The company uses RNA lipoplexes to selectively target the mRNA-encoding new-antigens to dendritic cells for expression and presentation to T-cells. In a paper published in Nature earlier this year, the company demonstrated the feasibility of the approach:

Lymphoid organs, in which antigen presenting cells (APCs) are in close proximity to T cells, are the ideal microenvironment for efficient priming and amplification of T-cell responses. However, the systemic delivery of vaccine antigens into dendritic cells (DCs) is hampered by various technical challenges. Here we show that DCs can be targeted precisely and effectively in vivo using intravenously administered RNA-lipoplexes (RNA-LPX) based on well-known lipid carriers by optimally adjusting net charge, without the need for functionalization of particles with molecular ligands. The LPX protects RNA from extracellular ribonucleases and mediates its efficient uptake and expression of the encoded antigen by DC populations and macrophages in various lymphoid compartments. RNA-LPX triggers interferon-α (IFNα) release by plasmacytoid DCs and macrophages. Consequently, DC maturation in situ and inflammatory immune mechanisms reminiscent of those in the early systemic phase of viral infection are activated. We show that RNA-LPX encoding viral or mutant neo-antigens or endogenous self-antigens induce strong effector and memory T-cell responses, and mediate potent IFNα-dependent rejection of progressive tumours. A phase I dose-escalation trial testing RNA-LPX that encode shared tumour antigens is ongoing. In the first three melanoma patients treated at a low-dose level, IFNα and strong antigen-specific T-cell responses were induced, supporting the identified mode of action and potency. As any polypeptide-based antigen can be encoded as RNA, RNA-LPX represent a universally applicable vaccine class for systemic DC targeting and synchronized induction of both highly potent adaptive as well as type-I-IFN-mediated innate immune mechanisms for cancer immunotherapy.

The RNA lipoplex technology is patented. We previously discussed the technology on this blog. DCs engulf naked RNA injected into lymph nodes by macropinocytosis, which is constitutively active in immature DCs. Intravenously administered RNA-LPX nanoparticles taken up by monocyte-derived human immature DCs almost completely co-localized with the macropinosome marker dextran. This allows for the cancer antigens encoded in the mRNA to be translated and epitopes expressed on MHC Class I and II molecules of the dendritic cell, stimulating antigen-specific adaptive immune responses, including CTL (cytotoxic T-cell responses), as with viral infections.

RNA-LPX nanoparticles also bind to Toll Like Receptor 3 and 7 (TLR3 and TLR7) in the endosomal compartment; this precipitates an anti-viral response from plasmacytoid dendritic cells (pDCs).
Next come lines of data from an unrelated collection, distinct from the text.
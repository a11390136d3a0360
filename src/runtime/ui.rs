use crate::runtime::error::RuntimeError;
use crate::runtime::events::{Block, PageLayout, RenderEvent};
use crate::runtime::session::SessionState;
use crate::runtime::value::{WidgetKey, WidgetKind, WidgetValue};

/// Context handed to a script for one execution pass.
///
/// Display calls append render events. Widget calls also register the widget
/// with the session and return its current value.
pub struct Ui<'s> {
    session: &'s mut SessionState,
    events: Vec<RenderEvent>,
}

impl<'s> Ui<'s> {
    pub(crate) fn new(session: &'s mut SessionState) -> Self {
        Self {
            session,
            events: Vec::new(),
        }
    }

    pub(crate) fn into_events(self) -> Vec<RenderEvent> {
        self.events
    }

    pub fn set_page_config(&mut self, title: &str, icon: Option<&str>, layout: PageLayout) {
        self.events.push(RenderEvent::PageConfig {
            title: title.to_string(),
            icon: icon.map(str::to_string),
            layout,
        });
    }

    /// Extra CSS placed in the page head by the HTML renderer.
    pub fn style(&mut self, css: &str) {
        self.events.push(RenderEvent::Style(css.to_string()));
    }

    pub fn title(&mut self, text: &str) {
        self.events.push(RenderEvent::Title(text.to_string()));
    }

    pub fn header(&mut self, text: &str) {
        self.events.push(RenderEvent::Header(text.to_string()));
    }

    pub fn subheader(&mut self, text: &str) {
        self.events.push(RenderEvent::Subheader(text.to_string()));
    }

    pub fn caption(&mut self, text: &str) {
        self.events.push(RenderEvent::Caption(text.to_string()));
    }

    pub fn text(&mut self, text: &str) {
        self.events.push(RenderEvent::Text(text.to_string()));
    }

    /// Markdown body; raw HTML in it is shown escaped.
    pub fn write(&mut self, body: &str) {
        self.events.push(RenderEvent::Markdown {
            body: body.to_string(),
            allow_html: false,
        });
    }

    /// Markdown body with raw HTML passed through.
    pub fn markdown_html(&mut self, body: &str) {
        self.events.push(RenderEvent::Markdown {
            body: body.to_string(),
            allow_html: true,
        });
    }

    pub fn info(&mut self, text: &str) {
        self.events.push(RenderEvent::Info(text.to_string()));
    }

    pub fn divider(&mut self) {
        self.events.push(RenderEvent::Divider);
    }

    pub fn text_input(&mut self, label: &str, default: &str) -> Result<String, RuntimeError> {
        let key = WidgetKey::derived(WidgetKind::TextInput, label);
        let value = self.text_widget(key.clone(), WidgetKind::TextInput, default)?;
        self.events.push(RenderEvent::TextInput {
            key,
            label: label.to_string(),
            value: value.clone(),
        });
        Ok(value)
    }

    pub fn text_area(&mut self, label: &str, default: &str) -> Result<String, RuntimeError> {
        let key = WidgetKey::derived(WidgetKind::TextArea, label);
        let value = self.text_widget(key.clone(), WidgetKind::TextArea, default)?;
        self.events.push(RenderEvent::TextArea {
            key,
            label: label.to_string(),
            value: value.clone(),
        });
        Ok(value)
    }

    /// Returns `true` only in the pass right after this button was clicked.
    pub fn button(&mut self, label: &str) -> Result<bool, RuntimeError> {
        self.button_with_key(WidgetKey::derived(WidgetKind::Button, label), label)
    }

    pub fn button_with_key(&mut self, key: impl Into<WidgetKey>, label: &str) -> Result<bool, RuntimeError> {
        let key = key.into();
        let clicked = self
            .session
            .register(key.clone(), WidgetKind::Button, WidgetValue::Bool(false), &[])?
            .as_bool()
            .unwrap_or(false);
        self.events.push(RenderEvent::Button {
            key,
            label: label.to_string(),
        });
        Ok(clicked)
    }

    pub fn checkbox(&mut self, label: &str, default: bool) -> Result<bool, RuntimeError> {
        let key = WidgetKey::derived(WidgetKind::Checkbox, label);
        let checked = self
            .session
            .register(key.clone(), WidgetKind::Checkbox, WidgetValue::Bool(default), &[])?
            .as_bool()
            .unwrap_or(default);
        self.events.push(RenderEvent::Checkbox {
            key,
            label: label.to_string(),
            checked,
        });
        Ok(checked)
    }

    /// Radio group defaulting to the first option; returns the selected label.
    pub fn radio(&mut self, label: &str, options: &[&str]) -> Result<String, RuntimeError> {
        let key = WidgetKey::derived(WidgetKind::Radio, label);
        if options.is_empty() {
            return Err(RuntimeError::EmptyOptions { key });
        }
        let options: Vec<String> = options.iter().map(|opt| opt.to_string()).collect();
        let selected = self
            .session
            .register(key.clone(), WidgetKind::Radio, WidgetValue::Choice(0), &options)?
            .as_choice()
            .unwrap_or(0);
        let value = options[selected].clone();
        self.events.push(RenderEvent::Radio {
            key,
            label: label.to_string(),
            options,
            selected,
        });
        Ok(value)
    }

    pub fn sidebar<T>(&mut self, body: impl FnOnce(&mut Self) -> Result<T, RuntimeError>) -> Result<T, RuntimeError> {
        self.events.push(RenderEvent::BlockStart(Block::Sidebar));
        let out = body(self);
        self.events.push(RenderEvent::BlockEnd);
        out
    }

    /// Lays out `weights.len()` columns side by side, calling `body` once per column index.
    pub fn columns(
        &mut self,
        weights: &[u32],
        mut body: impl FnMut(&mut Self, usize) -> Result<(), RuntimeError>,
    ) -> Result<(), RuntimeError> {
        if weights.is_empty() || weights.contains(&0) {
            return Err(RuntimeError::InvalidColumns);
        }
        self.events.push(RenderEvent::BlockStart(Block::Columns {
            weights: weights.to_vec(),
        }));
        for index in 0..weights.len() {
            self.events.push(RenderEvent::BlockStart(Block::Column { index }));
            let out = body(self, index);
            self.events.push(RenderEvent::BlockEnd);
            if out.is_err() {
                self.events.push(RenderEvent::BlockEnd);
                return out;
            }
        }
        self.events.push(RenderEvent::BlockEnd);
        Ok(())
    }

    fn text_widget(&mut self, key: WidgetKey, kind: WidgetKind, default: &str) -> Result<String, RuntimeError> {
        let value = self
            .session
            .register(key, kind, WidgetValue::Text(default.to_string()), &[])?;
        Ok(value.as_text().unwrap_or(default).to_string())
    }
}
IFNα is typically produced in the context of RNA virus infections by APCs (antigen presenting cells) sensing dsRNA and ssRNA via endosomal TLR3 and TLR7, respectively, and is crucial for an efficient inflammatory, antiviral environment. IFNα is required for the induction of antigen-specific (adaptive) immunity against viral infections. Therefore, RNA vaccines provide for a dual mechanism of immune modulation – adaptive and innate immune responses.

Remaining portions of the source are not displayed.